In order to make two devices communicate, whether they are desktop computers, microcontrollers, or any other form of integrated circuit, we need a method of communication and an agreed-upon language. The most common form of communication between electronic devices is serial communication. Communicating serially involves sending a series of digital pulses back and forth between devices at a mutually agreed-upon rate. The sender sends pulses representing the data to be sent at the agreed-upon data rate, and the receiver listens for pulses at that same rate.


Two devices are to exchange data at a rate of 9600 bits per second.

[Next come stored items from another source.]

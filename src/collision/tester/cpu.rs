//! Data-parallel CPU backend.

use std::sync::atomic::{AtomicU32, Ordering};

use rayon::prelude::*;

use super::{BatchResult, TriangleBatch, TrianglePairTester, WorkTile};
use crate::geometry::triangles_intersect;

/// Runs every tile as a rayon task and every lane within it as a sub-task.
///
/// Each tile owns one atomic counter that its lanes increment on a hit;
/// pair outcomes go to per-slot atomics. Nothing else is shared.
#[derive(Debug, Default)]
pub struct CpuTriangleTester {
    pool: Option<rayon::ThreadPool>,
}

impl CpuTriangleTester {
    /// Use rayon's global pool.
    pub fn new() -> Self {
        Self::default()
    }

    /// Use a dedicated pool of `threads` workers.
    pub fn with_threads(threads: usize) -> anyhow::Result<Self> {
        let pool = rayon::ThreadPoolBuilder::new()
            .num_threads(threads)
            .thread_name(|i| format!("tri-tri-{i}"))
            .build()?;
        Ok(Self { pool: Some(pool) })
    }

    fn run(batch: &TriangleBatch, epsilon: f32) -> BatchResult {
        let a = batch.a_triangles();
        let b = batch.b_triangles();
        let counters: Vec<AtomicU32> = batch.tiles().iter().map(|_| AtomicU32::new(0)).collect();
        let hits: Vec<AtomicU32> = (0..batch.pair_count()).map(|_| AtomicU32::new(0)).collect();

        batch
            .tiles()
            .par_iter()
            .zip(counters.par_iter())
            .for_each(|(tile, counter)| {
                let WorkTile {
                    a_start,
                    b_start,
                    a_len,
                    b_len,
                    slot_start,
                    slot_stride,
                    ..
                } = *tile;
                (0..a_len * b_len).into_par_iter().for_each(|lane| {
                    let x = lane / b_len;
                    let y = lane % b_len;
                    let ta = a[(a_start + x) as usize].to_triangle();
                    let tb = b[(b_start + y) as usize].to_triangle();
                    if triangles_intersect(&ta, &tb, epsilon) {
                        counter.fetch_add(1, Ordering::Relaxed);
                        let slot = (slot_start + x * slot_stride + y) as usize;
                        hits[slot].store(1, Ordering::Relaxed);
                    }
                });
            });

        // for_each joins every task before returning
        BatchResult {
            tile_counts: counters.into_iter().map(AtomicU32::into_inner).collect(),
            pair_hits: hits.into_iter().map(AtomicU32::into_inner).collect(),
        }
    }
}

impl TrianglePairTester for CpuTriangleTester {
    fn name(&self) -> &'static str {
        "cpu"
    }

    fn capacity(&self) -> Option<usize> {
        None
    }

    fn test(&mut self, batch: &TriangleBatch, epsilon: f32) -> anyhow::Result<BatchResult> {
        Ok(match &self.pool {
            Some(pool) => pool.install(|| Self::run(batch, epsilon)),
            None => Self::run(batch, epsilon),
        })
    }
}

First, we would make three connections between the two devices:

- a common ground connection, so both devices have a common reference point to measure voltage by

-one wire for the sender to send data to the receiver on (transmit line for the sender)

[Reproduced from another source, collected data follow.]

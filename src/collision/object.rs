//! Per-instance collision state.

use std::sync::Arc;

use glam::Mat4;
use slotmap::new_key_type;

use super::transform::TransformId;
use crate::geometry::{BoundingSphere, Obb};
use crate::mesh::CollisionMesh;
use crate::spatial::{NodeId, SpatialEntry};

new_key_type! {
    /// Stable handle to a [`CollisionObject`].
    pub struct ObjectId;
}

/// One instance: a shared mesh placed by a shared transform.
#[derive(Debug, Clone)]
pub struct CollisionObject {
    mesh: Arc<CollisionMesh>,
    transform: TransformId,
    /// World matrix the sphere was last derived from.
    world: Mat4,
    sphere: BoundingSphere,
    node: Option<NodeId>,
}

impl CollisionObject {
    pub(crate) fn new(mesh: Arc<CollisionMesh>, transform: TransformId, world: Mat4) -> Self {
        let sphere = mesh.local_aabb().transformed_sphere(&world);
        Self {
            mesh,
            transform,
            world,
            sphere,
            node: None,
        }
    }

    pub fn mesh(&self) -> &Arc<CollisionMesh> {
        &self.mesh
    }

    pub fn transform(&self) -> TransformId {
        self.transform
    }

    /// World matrix as of the last tick (or spawn).
    pub fn world_matrix(&self) -> Mat4 {
        self.world
    }

    pub fn bounding_sphere(&self) -> BoundingSphere {
        self.sphere
    }

    /// Octree node currently holding this object.
    pub fn octree_node(&self) -> Option<NodeId> {
        self.node
    }

    /// World-space box of the BVH root.
    pub fn root_obb(&self) -> Obb {
        Obb::from_aabb(&self.mesh.local_aabb(), &self.world)
    }

    /// Refresh the cached matrix and sphere. Returns false if `world` is unchanged.
    pub(crate) fn sync(&mut self, world: Mat4) -> bool {
        if world == self.world {
            return false;
        }
        self.world = world;
        self.sphere = self.mesh.local_aabb().transformed_sphere(&world);
        true
    }
}

impl SpatialEntry for CollisionObject {
    fn sphere(&self) -> BoundingSphere {
        self.sphere
    }

    fn node(&self) -> Option<NodeId> {
        self.node
    }

    fn set_node(&mut self, node: Option<NodeId>) {
        self.node = node;
    }
}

-one wire for the receiver to send date to the sender on (receive line)


The ASCII table
Serial to Processing
Serial Output Lab
Talking to Processing

Basics, talking to the Pic to convert the ascii into readable numbers.Download file

Ascii, call and response. In the communicator, only when an "A" (ascii=65) is inputted, it will show "you got me" otherwise, the else goes. Download file

Here the values of the analog in (ex. pots) gets read and out put as readable values. Download file

It's funny. We've had this weird problem in the firmware lab. Certain machines simply wouldn't process the codes on the PICBASIC. Instead, I had a problem with PROCESSING. I was getting serial communication when I opened up the Serial Communicator, getting values as I inputted "A" (65 ASCII). The lab was full and I had no choice but to try to figure out what was happening with my code. I tried on someone else's machine and it worked fine! Ah the frustration...

Here are some pics.

sp1.JPG

The analog inputs (pots, flex sensors, pressure sensors, photocells go on the left) A ports. And the communication is done on the C ports 6(Send out, transmit) and 7 (In, receive).

sp2.JPG

After compiling, opening up the processing code, pops up this window with the circle. Using the different analog inputs, you can change it's transparancy, xpos and ypos. Cool!
Here's the code for the pic to talk to processing.Download file

And this is what you see on the screen.

sp3.JPG

The processing code.Download file


There are so many ways to go further with this. Alice and I had built on my very first electronic assignment.

We have LEDs, switches and we'd like to have this happen on the screen as well, in processing. Hope we can get this done. The laser cutter cuts so clean! :) We have the coding done, the board is ready, all we need is the plexi now! Getting this done tomorrow! Hopefully, I'll have this done by Thursday.